---------- DATA UNDER STUDY ----------

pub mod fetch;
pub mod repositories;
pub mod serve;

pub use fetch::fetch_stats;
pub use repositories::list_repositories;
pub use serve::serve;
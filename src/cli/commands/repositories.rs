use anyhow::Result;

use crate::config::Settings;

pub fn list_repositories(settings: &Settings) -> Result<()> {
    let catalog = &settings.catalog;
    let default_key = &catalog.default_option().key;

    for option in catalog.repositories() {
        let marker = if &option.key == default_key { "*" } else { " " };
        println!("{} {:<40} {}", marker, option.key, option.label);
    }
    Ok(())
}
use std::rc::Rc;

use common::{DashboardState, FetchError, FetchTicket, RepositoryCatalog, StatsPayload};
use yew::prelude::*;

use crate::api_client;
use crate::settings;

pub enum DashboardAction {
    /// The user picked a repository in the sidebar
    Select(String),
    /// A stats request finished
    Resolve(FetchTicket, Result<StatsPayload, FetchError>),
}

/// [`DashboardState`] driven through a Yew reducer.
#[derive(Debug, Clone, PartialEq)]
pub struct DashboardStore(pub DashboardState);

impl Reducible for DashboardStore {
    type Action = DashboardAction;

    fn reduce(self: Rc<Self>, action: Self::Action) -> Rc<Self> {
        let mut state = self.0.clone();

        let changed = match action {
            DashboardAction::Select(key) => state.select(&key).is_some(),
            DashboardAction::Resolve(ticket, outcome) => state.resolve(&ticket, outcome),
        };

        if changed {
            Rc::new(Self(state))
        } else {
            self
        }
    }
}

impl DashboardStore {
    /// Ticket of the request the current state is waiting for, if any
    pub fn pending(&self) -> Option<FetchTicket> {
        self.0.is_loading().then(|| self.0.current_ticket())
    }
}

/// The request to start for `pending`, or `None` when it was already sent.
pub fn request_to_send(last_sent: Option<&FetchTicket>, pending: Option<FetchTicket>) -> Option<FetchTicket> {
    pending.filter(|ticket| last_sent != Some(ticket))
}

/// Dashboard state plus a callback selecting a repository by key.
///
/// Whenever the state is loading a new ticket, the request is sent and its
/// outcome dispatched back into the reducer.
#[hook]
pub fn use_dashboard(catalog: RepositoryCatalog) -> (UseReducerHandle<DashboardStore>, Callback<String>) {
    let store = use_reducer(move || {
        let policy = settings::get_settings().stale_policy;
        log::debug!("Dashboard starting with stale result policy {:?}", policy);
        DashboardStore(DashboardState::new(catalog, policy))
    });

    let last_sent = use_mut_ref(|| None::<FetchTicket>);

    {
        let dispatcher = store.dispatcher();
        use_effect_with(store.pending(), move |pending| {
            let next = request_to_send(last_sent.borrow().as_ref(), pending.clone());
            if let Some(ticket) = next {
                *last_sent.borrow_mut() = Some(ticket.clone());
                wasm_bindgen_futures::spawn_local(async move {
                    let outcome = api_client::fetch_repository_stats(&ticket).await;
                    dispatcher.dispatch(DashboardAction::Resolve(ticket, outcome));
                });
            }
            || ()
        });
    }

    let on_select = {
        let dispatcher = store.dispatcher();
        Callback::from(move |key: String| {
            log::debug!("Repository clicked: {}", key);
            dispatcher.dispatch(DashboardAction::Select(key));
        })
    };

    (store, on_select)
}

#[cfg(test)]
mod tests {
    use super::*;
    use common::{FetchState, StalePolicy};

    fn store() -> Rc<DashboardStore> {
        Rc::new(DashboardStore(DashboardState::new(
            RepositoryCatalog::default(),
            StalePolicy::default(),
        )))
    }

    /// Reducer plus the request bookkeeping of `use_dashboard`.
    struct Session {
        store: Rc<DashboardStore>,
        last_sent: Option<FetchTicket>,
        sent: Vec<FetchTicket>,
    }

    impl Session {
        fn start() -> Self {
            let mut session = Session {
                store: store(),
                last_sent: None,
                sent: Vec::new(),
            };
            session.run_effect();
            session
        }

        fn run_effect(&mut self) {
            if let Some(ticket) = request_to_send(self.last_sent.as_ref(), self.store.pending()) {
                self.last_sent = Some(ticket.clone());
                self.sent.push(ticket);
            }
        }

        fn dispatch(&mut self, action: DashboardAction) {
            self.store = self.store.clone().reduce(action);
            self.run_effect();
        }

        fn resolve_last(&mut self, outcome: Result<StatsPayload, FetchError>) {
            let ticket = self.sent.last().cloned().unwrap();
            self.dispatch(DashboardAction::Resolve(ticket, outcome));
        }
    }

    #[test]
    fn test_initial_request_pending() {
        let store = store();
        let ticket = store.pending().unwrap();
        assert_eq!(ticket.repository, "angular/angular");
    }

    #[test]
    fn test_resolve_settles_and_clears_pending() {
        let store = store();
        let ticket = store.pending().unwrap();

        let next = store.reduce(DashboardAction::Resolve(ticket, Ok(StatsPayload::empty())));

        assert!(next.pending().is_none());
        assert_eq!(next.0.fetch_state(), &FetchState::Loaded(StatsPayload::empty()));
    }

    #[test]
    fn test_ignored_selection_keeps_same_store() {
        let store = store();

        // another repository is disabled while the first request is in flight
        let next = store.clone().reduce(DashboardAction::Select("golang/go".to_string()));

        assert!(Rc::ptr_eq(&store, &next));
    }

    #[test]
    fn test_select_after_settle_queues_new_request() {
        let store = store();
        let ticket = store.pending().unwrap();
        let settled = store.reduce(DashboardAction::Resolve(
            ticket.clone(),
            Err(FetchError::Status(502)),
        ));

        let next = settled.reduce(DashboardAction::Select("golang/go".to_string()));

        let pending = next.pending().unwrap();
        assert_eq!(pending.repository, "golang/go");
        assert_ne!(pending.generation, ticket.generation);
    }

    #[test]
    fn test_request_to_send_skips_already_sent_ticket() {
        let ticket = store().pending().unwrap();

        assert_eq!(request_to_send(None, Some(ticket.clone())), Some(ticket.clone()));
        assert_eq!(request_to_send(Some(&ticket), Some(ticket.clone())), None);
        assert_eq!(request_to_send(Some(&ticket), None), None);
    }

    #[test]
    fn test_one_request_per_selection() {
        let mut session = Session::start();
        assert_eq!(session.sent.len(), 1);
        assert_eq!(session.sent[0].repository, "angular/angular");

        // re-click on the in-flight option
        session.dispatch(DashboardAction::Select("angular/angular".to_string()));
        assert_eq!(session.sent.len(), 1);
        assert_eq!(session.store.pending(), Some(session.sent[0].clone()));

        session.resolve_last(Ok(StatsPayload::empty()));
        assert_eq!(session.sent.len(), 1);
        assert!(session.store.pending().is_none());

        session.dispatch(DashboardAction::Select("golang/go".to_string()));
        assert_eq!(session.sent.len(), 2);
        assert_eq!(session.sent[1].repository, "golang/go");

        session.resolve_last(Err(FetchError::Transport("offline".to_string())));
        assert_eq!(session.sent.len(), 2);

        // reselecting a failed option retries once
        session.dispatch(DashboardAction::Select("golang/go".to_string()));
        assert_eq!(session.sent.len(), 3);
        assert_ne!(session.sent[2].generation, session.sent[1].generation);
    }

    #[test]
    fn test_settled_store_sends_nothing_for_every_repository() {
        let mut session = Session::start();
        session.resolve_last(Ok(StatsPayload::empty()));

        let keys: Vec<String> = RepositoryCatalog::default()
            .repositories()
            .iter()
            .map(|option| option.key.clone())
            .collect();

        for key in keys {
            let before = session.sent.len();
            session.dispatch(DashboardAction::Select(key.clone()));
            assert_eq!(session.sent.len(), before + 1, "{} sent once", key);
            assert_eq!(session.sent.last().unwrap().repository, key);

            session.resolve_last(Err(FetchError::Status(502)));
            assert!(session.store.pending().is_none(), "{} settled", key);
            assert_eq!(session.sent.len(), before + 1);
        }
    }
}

----------

YOUR ASSIGNMENT: All entries above are to be transcribed verbatim.

ANSWER SECTION:
pub mod fetch;
pub mod repositories;
pub mod serve;

pub use fetch::fetch_stats;
pub use repositories::list_repositories;
pub use serve::serve;
filename src/cli/commands/repositories.rs
use anyhow::Result;

use crate::config::Settings;

pub fn list_repositories(settings: &Settings) -> Result<()> {
    let catalog = &settings.catalog;
    let default_key = &catalog.default_option().key;

    for option in catalog.repositories() {
        let marker = if &option.key == default_key { "*" } else { " " };
        println!("{} {:<40} {}", marker, option.key, option.label);
    }
    Ok(())
}
use std::rc::Rc;

use common::{DashboardState, FetchError, FetchTicket, RepositoryCatalog, StatsPayload};
use yew::prelude::*;

use crate::api_client;
use crate::settings;

pub enum DashboardAction {
    /// The user picked a repository in the sidebar
    Select(String),
    /// A stats request finished
    Resolve(FetchTicket, Result<StatsPayload, FetchError>),
}

/// [`DashboardState`] driven through a Yew reducer.
#[derive(Debug, Clone, PartialEq)]
pub struct DashboardStore(pub DashboardState);

impl Reducible for DashboardStore {
    type Action = DashboardAction;

    fn reduce(self: Rc<Self>, action: Self::Action) -> Rc<Self> {
        let mut state = self.0.clone();

        let changed = match action {
            DashboardAction::Select(key) => state.select(&key).is_some(),
            DashboardAction::Resolve(ticket, outcome) => state.resolve(&ticket, outcome),
        };

        if changed {
            Rc::new(Self(state))
        } else {
            self
        }
    }
}

impl DashboardStore {
    /// Ticket of the request the current state is waiting for, if any
    pub fn pending(&self) -> Option<FetchTicket> {
        self.0.is_loading().then(|| self.0.current_ticket())
    }
}

/// The request to start for `pending`, or `None` when it was already sent.
pub fn request_to_send(last_sent: Option<&FetchTicket>, pending: Option<FetchTicket>) -> Option<FetchTicket> {
    pending.filter(|ticket| last_sent != Some(ticket))
}

/// Dashboard state plus a callback selecting a repository by key.
///
/// Whenever the state is loading a new ticket, the request is sent and its
/// outcome dispatched back into the reducer.
#[hook]
pub fn use_dashboard(catalog: RepositoryCatalog) -> (UseReducerHandle<DashboardStore>, Callback<String>) {
    let store = use_reducer(move || {
        let policy = settings::get_settings().stale_policy;
        log::debug!("Dashboard starting with stale result policy {:?}", policy);
        DashboardStore(DashboardState::new(catalog, policy))
    });

    let last_sent = use_mut_ref(|| None::<FetchTicket>);

    {
        let dispatcher = store.dispatcher();
        use_effect_with(store.pending(), move |pending| {
            let next = request_to_send(last_sent.borrow().as_ref(), pending.clone());
            if let Some(ticket) = next {
                *last_sent.borrow_mut() = Some(ticket.clone());
                wasm_bindgen_futures::spawn_local(async move {
                    let outcome = api_client::fetch_repository_stats(&ticket).await;
                    dispatcher.dispatch(DashboardAction::Resolve(ticket, outcome));
                });
            }
            || ()
        });
    }

    let on_select = {
        let dispatcher = store.dispatcher();
        Callback::from(move |key: String| {
            log::debug!("Repository clicked: {}", key);
            dispatcher.dispatch(DashboardAction::Select(key));
        })
    };

    (store, on_select)
}

#[cfg(test)]
mod tests {
    use super::*;
    use common::{FetchState, StalePolicy};

    fn store() -> Rc<DashboardStore> {
        Rc::new(DashboardStore(DashboardState::new(
            RepositoryCatalog::default(),
            StalePolicy::default(),
        )))
    }

    /// Reducer plus the request bookkeeping of `use_dashboard`.
    struct Session {
        store: Rc<DashboardStore>,
        last_sent: Option<FetchTicket>,
        sent: Vec<FetchTicket>,
    }

    impl Session {
        fn start() -> Self {
            let mut session = Session {
                store: store(),
                last_sent: None,
                sent: Vec::new(),
            };
            session.run_effect();
            session
        }

        fn run_effect(&mut self) {
            if let Some(ticket) = request_to_send(self.last_sent.as_ref(), self.store.pending()) {
                self.last_sent = Some(ticket.clone());
                self.sent.push(ticket);
            }
        }

        fn dispatch(&mut self, action: DashboardAction) {
            self.store = self.store.clone().reduce(action);
            self.run_effect();
        }

        fn resolve_last(&mut self, outcome: Result<StatsPayload, FetchError>) {
            let ticket = self.sent.last().cloned().unwrap();
            self.dispatch(DashboardAction::Resolve(ticket, outcome));
        }
    }

    #[test]
    fn test_initial_request_pending() {
        let store = store();
        let ticket = store.pending().unwrap();
        assert_eq!(ticket.repository, "angular/angular");
    }

    #[test]
    fn test_resolve_settles_and_clears_pending() {
        let store = store();
        let ticket = store.pending().unwrap();

        let next = store.reduce(DashboardAction::Resolve(ticket, Ok(StatsPayload::empty())));

        assert!(next.pending().is_none());
        assert_eq!(next.0.fetch_state(), &FetchState::Loaded(StatsPayload::empty()));
    }

    #[test]
    fn test_ignored_selection_keeps_same_store() {
        let store = store();

        // another repository is disabled while the first request is in flight
        let next = store.clone().reduce(DashboardAction::Select("golang/go".to_string()));

        assert!(Rc::ptr_eq(&store, &next));
    }

    #[test]
    fn test_select_after_settle_queues_new_request() {
        let store = store();
        let ticket = store.pending().unwrap();
        let settled = store.reduce(DashboardAction::Resolve(
            ticket.clone(),
            Err(FetchError::Status(502)),
        ));

        let next = settled.reduce(DashboardAction::Select("golang/go".to_string()));

        let pending = next.pending().unwrap();
        assert_eq!(pending.repository, "golang/go");
        assert_ne!(pending.generation, ticket.generation);
    }

    #[test]
    fn test_request_to_send_skips_already_sent_ticket() {
        let ticket = store().pending().unwrap();

        assert_eq!(request_to_send(None, Some(ticket.clone())), Some(ticket.clone()));
        assert_eq!(request_to_send(Some(&ticket), Some(ticket.clone())), None);
        assert_eq!(request_to_send(Some(&ticket), None), None);
    }

    #[test]
    fn test_one_request_per_selection() {
        let mut session = Session::start();
        assert_eq!(session.sent.len(), 1);
        assert_eq!(session.sent[0].repository, "angular/angular");

        // re-click on the in-flight option
        session.dispatch(DashboardAction::Select("angular/angular".to_string()));
        assert_eq!(session.sent.len(), 1);
        assert_eq!(session.store.pending(), Some(session.sent[0].clone()));

        session.resolve_last(Ok(StatsPayload::empty()));
        assert_eq!(session.sent.len(), 1);
        assert!(session.store.pending().is_none());

        session.dispatch(DashboardAction::Select("golang/go".to_string()));
        assert_eq!(session.sent.len(), 2);
        assert_eq!(session.sent[1].repository, "golang/go");

        session.resolve_last(Err(FetchError::Transport("offline".to_string())));
        assert_eq!(session.sent.len(), 2);

        // reselecting a failed option retries once
        session.dispatch(DashboardAction::Select("golang/go".to_string()));
        assert_eq!(session.sent.len(), 3);
        assert_ne!(session.sent[2].generation, session.sent[1].generation);
    }

    #[test]
    fn test_settled_store_sends_nothing_for_every_repository() {
        let mut session = Session::start();
        session.resolve_last(Ok(StatsPayload::empty()));

        let keys: Vec<String> = RepositoryCatalog::default()
            .repositories()
            .iter()
            .map(|option| option.key.clone())
            .collect();

        for key in keys {
            let before = session.sent.len();
            session.dispatch(DashboardAction::Select(key.clone()));
            assert_eq!(session.sent.len(), before + 1, "{} sent once", key);
            assert_eq!(session.sent.last().unwrap().repository, key);

            session.resolve_last(Err(FetchError::Status(502)));
            assert!(session.store.pending().is_none(), "{} settled", key);
            assert_eq!(session.sent.len(), before + 1);
        }
    }
}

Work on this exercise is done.